Dataset entries
****

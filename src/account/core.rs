//! Pure aggregation over the accounts returned by the backend: the asset and
//! debt totals and how each balance should be presented.

use crate::api::models::{Account, AccountKind};

/// The summary figures shown at the top of the accounts page.
#[derive(Debug, Default, PartialEq)]
pub struct AccountTotals {
    /// The sum of balances across checking and savings accounts.
    pub assets: f64,
    /// How much is owed across credit accounts, as a positive number.
    pub debt: f64,
    /// How many checking and savings accounts contributed to `assets`.
    pub asset_account_count: usize,
    /// How many credit accounts there are.
    pub credit_account_count: usize,
}

/// Compute the asset and debt totals.
///
/// Assets sum every non-credit balance as-is. Debt only counts negative
/// credit balances: a credit account that is paid off (or in credit) owes
/// nothing, it does not offset debt on other cards.
pub fn summarize_accounts(accounts: &[Account]) -> AccountTotals {
    let mut totals = AccountTotals::default();

    for account in accounts {
        if account.kind == AccountKind::Credit {
            totals.credit_account_count += 1;
            totals.debt += -account.balance.min(0.0);
        } else {
            totals.asset_account_count += 1;
            totals.assets += account.balance;
        }
    }

    totals
}

/// How an account balance should be coloured.
#[derive(Debug, Clone, Copy, PartialEq, Eq)]
pub enum BalanceTone {
    /// Green: money available, or a paid-off credit account.
    Positive,
    /// Amber: an outstanding credit balance.
    Warning,
    /// Red: an overdrawn checking or savings account.
    Negative,
}

pub fn balance_tone(account: &Account) -> BalanceTone {
    if account.kind == AccountKind::Credit {
        if account.balance < 0.0 {
            BalanceTone::Warning
        } else {
            BalanceTone::Positive
        }
    } else if account.balance >= 0.0 {
        BalanceTone::Positive
    } else {
        BalanceTone::Negative
    }
}

/// The amount to show on an account card.
///
/// Credit accounts show what is owed as a positive figure, with zero for a
/// paid-off card. Other accounts show the balance unchanged.
pub fn display_balance(account: &Account) -> f64 {
    if account.kind == AccountKind::Credit {
        -account.balance.min(0.0)
    } else {
        account.balance
    }
}

/// The label above the amount on an account card.
pub fn balance_label(account: &Account) -> &'static str {
    if account.kind == AccountKind::Credit {
        "Outstanding Balance"
    } else {
        "Available Balance"
    }
}

#[cfg(test)]
mod account_totals_tests {
    use crate::api::models::{Account, AccountKind};

    use super::{AccountTotals, BalanceTone, balance_tone, display_balance, summarize_accounts};

    fn account(id: u32, kind: AccountKind, balance: f64) -> Account {
        Account {
            id: id.to_string(),
            name: format!("Account {id}"),
            kind,
            balance,
            currency: "USD".to_string(),
        }
    }

    #[test]
    fn sums_assets_across_non_credit_accounts() {
        let accounts = [
            account(1, AccountKind::Checking, 5420.50),
            account(2, AccountKind::Savings, 12890.75),
            account(3, AccountKind::Credit, -1250.00),
        ];

        let totals = summarize_accounts(&accounts);

        assert_eq!(totals.assets, 5420.50 + 12890.75);
        assert_eq!(totals.asset_account_count, 2);
    }

    #[test]
    fn debt_is_a_positive_figure() {
        let accounts = [
            account(1, AccountKind::Credit, -1250.00),
            account(2, AccountKind::Credit, -650.00),
        ];

        let totals = summarize_accounts(&accounts);

        assert_eq!(totals.debt, 1900.00);
        assert_eq!(totals.credit_account_count, 2);
    }

    #[test]
    fn paid_off_credit_account_does_not_offset_debt() {
        let accounts = [
            account(1, AccountKind::Credit, -650.00),
            account(2, AccountKind::Credit, 200.00),
        ];

        let totals = summarize_accounts(&accounts);

        assert_eq!(totals.debt, 650.00);
        assert_eq!(totals.credit_account_count, 2);
    }

    #[test]
    fn no_accounts_means_zero_totals() {
        assert_eq!(summarize_accounts(&[]), AccountTotals::default());
    }

    #[test]
    fn overdrawn_checking_account_reduces_assets() {
        let accounts = [
            account(1, AccountKind::Checking, 100.00),
            account(2, AccountKind::Checking, -40.00),
        ];

        let totals = summarize_accounts(&accounts);

        assert_eq!(totals.assets, 60.00);
    }

    #[test]
    fn balance_tone_follows_account_kind() {
        let cases = [
            (account(1, AccountKind::Checking, 100.0), BalanceTone::Positive),
            (account(2, AccountKind::Checking, 0.0), BalanceTone::Positive),
            (account(3, AccountKind::Savings, -5.0), BalanceTone::Negative),
            (account(4, AccountKind::Credit, -650.0), BalanceTone::Warning),
            (account(5, AccountKind::Credit, 0.0), BalanceTone::Positive),
        ];

        for (account, want) in cases {
            assert_eq!(
                balance_tone(&account),
                want,
                "wrong tone for {} with balance {}",
                account.name,
                account.balance
            );
        }
    }

    #[test]
    fn credit_accounts_display_what_is_owed() {
        assert_eq!(display_balance(&account(1, AccountKind::Credit, -650.0)), 650.0);
        assert_eq!(display_balance(&account(2, AccountKind::Credit, 100.0)), 0.0);
        assert_eq!(display_balance(&account(3, AccountKind::Checking, 42.0)), 42.0);
    }
}
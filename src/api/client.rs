//! The client boundary for the backend finance services.
//!
//! Every piece of financial data enters the application through
//! [FinanceApi]. Handlers receive the implementation as a trait object so
//! tests and the demo server can inject [MockFinanceApi](super::MockFinanceApi).

use async_trait::async_trait;

use super::models::{Account, Credentials, Insight, LogInResponse, NewUser, Transaction, User};

/// The ways a call to the backend services can fail.
#[derive(Debug, Clone, PartialEq, Eq, thiserror::Error)]
pub enum ApiError {
    /// The bearer token was missing, expired, or revoked (HTTP 401).
    ///
    /// Callers must clear the session cookie and send the client back to the
    /// log-in page. That decision lives with the caller, never in the client.
    #[error("the session token was missing or rejected")]
    Unauthorized,

    /// The service understood the request but refused it, e.g. a duplicate
    /// email at registration. The message is safe to show to the user.
    #[error("the request was rejected: {0}")]
    Rejected(String),

    /// The service could not be reached or returned an unexpected response.
    /// The message is for the server logs, not the user.
    #[error("the backend service is unavailable: {0}")]
    Unavailable(String),
}

/// Shorthand for results from the client boundary.
pub type ApiResult<T> = Result<T, ApiError>;

/// One method per REST endpoint of the backend services.
///
/// All methods other than [log_in](FinanceApi::log_in) and
/// [register](FinanceApi::register) require the bearer token issued at
/// log-in.
#[async_trait]
pub trait FinanceApi: Send + Sync {
    /// POST /api/users/login
    async fn log_in(&self, credentials: &Credentials) -> ApiResult<LogInResponse>;

    /// POST /api/users/register
    async fn register(&self, new_user: &NewUser) -> ApiResult<User>;

    /// GET /api/users/profile
    async fn profile(&self, token: &str) -> ApiResult<User>;

    /// GET /api/accounts
    async fn accounts(&self, token: &str) -> ApiResult<Vec<Account>>;

    /// GET /api/transactions, optionally filtered to a single account.
    async fn transactions(&self, token: &str, account_id: Option<&str>)
    -> ApiResult<Vec<Transaction>>;

    /// GET /api/insights
    async fn insights(&self, token: &str) -> ApiResult<Vec<Insight>>;

    /// POST /api/plaid/exchange, linking a bank account via a Plaid public
    /// token.
    async fn exchange_public_token(&self, token: &str, public_token: &str) -> ApiResult<()>;
}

****

● What is being asked
How many lines in the records hold the string "usize"? The number alone is the answer.

● Answer box
2